===== ENTRIES SUPPLIED
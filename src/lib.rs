//! # termfolio
//!
//! A terminal-style shell for browsing a personal site. Each page shows a
//! console tray with a scrollback log and a command prompt; typed commands,
//! an arrow-key menu and single-letter shortcuts navigate between pages.
//!
//! - [`ui`] - the log, prompt, menu, tray, orchestrator and renderer
//! - [`session`] - per-tab storage that outlives a single page load

pub mod session;
pub mod ui;
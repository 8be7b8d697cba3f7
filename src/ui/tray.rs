//! # Console Tray
//!
//! Visibility and height of the panel that holds the output log and the
//! active input surface. The tray is docked above the footer line; its top
//! border is the drag handle.
//!
//! ```text
//! row 0   ┌───────────────────────────┐
//!         │          page             │
//!         │                           │
//! handle  ├─ console ─────────────────┤  <- drag to resize
//!         │ output log                │   height = bottom - pointer row
//!         │ $ prompt                  │
//!         └───────────────────────────┘
//! bottom  footer
//! ```
//!
//! `bottom` is the first row below the tray, so releasing the handle on the
//! row it was pressed on leaves the height unchanged.
//!
//! Heights are clamped to `[min_height, viewport / 2]`. When the viewport is
//! so small that half of it is below `min_height`, `min_height` wins.

/// Fallback height used when a configured height is zero.
pub const DEFAULT_HEIGHT: u16 = 12;

/// Smallest height a drag can produce unless configured otherwise.
pub const DEFAULT_MIN_HEIGHT: u16 = 5;

#[derive(Debug, Clone, PartialEq, Eq)]
pub struct ConsoleTray {
    hidden: bool,
    height: u16,
    saved_height: u16,
    min_height: u16,
    dragging: bool,
}

impl ConsoleTray {
    pub fn new(height: u16, min_height: u16) -> Self {
        let min_height = min_height.max(1);
        let height = if height == 0 { DEFAULT_HEIGHT } else { height }.max(min_height);
        Self {
            hidden: false,
            height,
            saved_height: height,
            min_height,
            dragging: false,
        }
    }

    pub fn is_hidden(&self) -> bool {
        self.hidden
    }

    /// Height in rows. Zero while hidden.
    pub fn height(&self) -> u16 {
        if self.hidden {
            0
        } else {
            self.height
        }
    }

    pub fn min_height(&self) -> u16 {
        self.min_height
    }

    pub fn is_dragging(&self) -> bool {
        self.dragging
    }

    /// Largest height allowed in a viewport of `viewport_rows` rows.
    pub fn max_height(&self, viewport_rows: u16) -> u16 {
        (viewport_rows / 2).max(self.min_height)
    }

    /// Clamp a requested height into `[min_height, viewport / 2]`.
    pub fn clamp_height(&self, requested: u16, viewport_rows: u16) -> u16 {
        requested.clamp(self.min_height, self.max_height(viewport_rows))
    }

    /// Pointer pressed on the drag handle.
    pub fn begin_drag(&mut self) {
        if !self.hidden {
            self.dragging = true;
        }
    }

    /// Pointer moved to `pointer_row` while dragging. `bottom` is the first
    /// row below the tray. Returns the new height.
    pub fn drag_to(&mut self, pointer_row: u16, bottom: u16, viewport_rows: u16) -> Option<u16> {
        if !self.dragging {
            return None;
        }
        let requested = bottom.saturating_sub(pointer_row);
        self.height = self.clamp_height(requested, viewport_rows);
        Some(self.height)
    }

    /// Pointer released.
    pub fn end_drag(&mut self) {
        self.dragging = false;
    }

    /// Flip visibility. Hiding remembers the height; showing restores it.
    /// Returns the new hidden state.
    pub fn toggle(&mut self) -> bool {
        if self.hidden {
            self.height = self.saved_height;
            self.hidden = false;
        } else {
            self.saved_height = self.height;
            self.dragging = false;
            self.hidden = true;
        }
        self.hidden
    }
}

impl Default for ConsoleTray {
    fn default() -> Self {
        Self::new(DEFAULT_HEIGHT, DEFAULT_MIN_HEIGHT)
    }
}
//! # Session Storage
//!
//! The [`SessionStore`] trait and its in-memory implementation.

use std::collections::HashMap;
use std::fmt::Debug;

/// Key of the "this tab has seen the welcome sequence" flag.
pub const VISITED_KEY: &str = "termfolio.visited";

/// A short-lived, per-tab key-value store.
///
/// Implementations outlive a single page load but not the tab itself.
pub trait SessionStore: Debug {
    /// Read a value.
    fn get(&self, key: &str) -> Option<String>;

    /// Write a value, replacing any previous one.
    fn set(&mut self, key: &str, value: &str);

    /// Remove a value. Removing a missing key is a no-op.
    fn remove(&mut self, key: &str);

    /// Whether a value is stored under `key`.
    fn contains(&self, key: &str) -> bool {
        self.get(key).is_some()
    }
}

/// Session store backed by a `HashMap`, living as long as the host process.
#[derive(Debug, Clone, Default)]
pub struct MemorySessionStore {
    values: HashMap<String, String>,
}

impl MemorySessionStore {
    /// Create an empty store (a fresh tab).
    pub fn new() -> Self {
        Self::default()
    }

    /// Number of stored keys
    pub fn len(&self) -> usize {
        self.values.len()
    }

    pub fn is_empty(&self) -> bool {
        self.values.is_empty()
    }
}

impl SessionStore for MemorySessionStore {
    fn get(&self, key: &str) -> Option<String> {
        self.values.get(key).cloned()
    }

    fn set(&mut self, key: &str, value: &str) {
        self.values.insert(key.to_string(), value.to_string());
    }

    fn remove(&mut self, key: &str) {
        self.values.remove(key);
    }
}

#[cfg(test)]
mod tests {
    use super::*;

    #[test]
    fn test_new_store_is_empty() {
        let store = MemorySessionStore::new();
        assert!(store.is_empty());
        assert!(!store.contains(VISITED_KEY));
    }

    #[test]
    fn test_set_then_get() {
        let mut store = MemorySessionStore::new();
        store.set(VISITED_KEY, "true");
        assert_eq!(store.get(VISITED_KEY).as_deref(), Some("true"));
        assert!(store.contains(VISITED_KEY));
        assert_eq!(store.len(), 1);
    }

    #[test]
    fn test_set_overwrites() {
        let mut store = MemorySessionStore::new();
        store.set("k", "1");
        store.set("k", "2");
        assert_eq!(store.get("k").as_deref(), Some("2"));
        assert_eq!(store.len(), 1);
    }

    #[test]
    fn test_remove_missing_key_is_noop() {
        let mut store = MemorySessionStore::new();
        store.remove("missing");
        assert!(store.is_empty());
    }

    #[test]
    fn test_remove_clears_flag() {
        let mut store = MemorySessionStore::new();
        store.set(VISITED_KEY, "true");
        store.remove(VISITED_KEY);
        assert!(!store.contains(VISITED_KEY));
    }

    #[test]
    fn test_usable_as_trait_object() {
        let mut store: Box<dyn SessionStore> = Box::new(MemorySessionStore::new());
        store.set(VISITED_KEY, "true");
        assert!(store.contains(VISITED_KEY));
    }
}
==========
ACTIVITY
The lines to return are those with the string "prompt" in them; copy each from the entries above.

RESPONSE BOX
//! console tray with a scrollback log and a command prompt; typed commands,
//! - [`ui`] - the log, prompt, menu, tray, orchestrator and renderer
//!         │ $ prompt                  │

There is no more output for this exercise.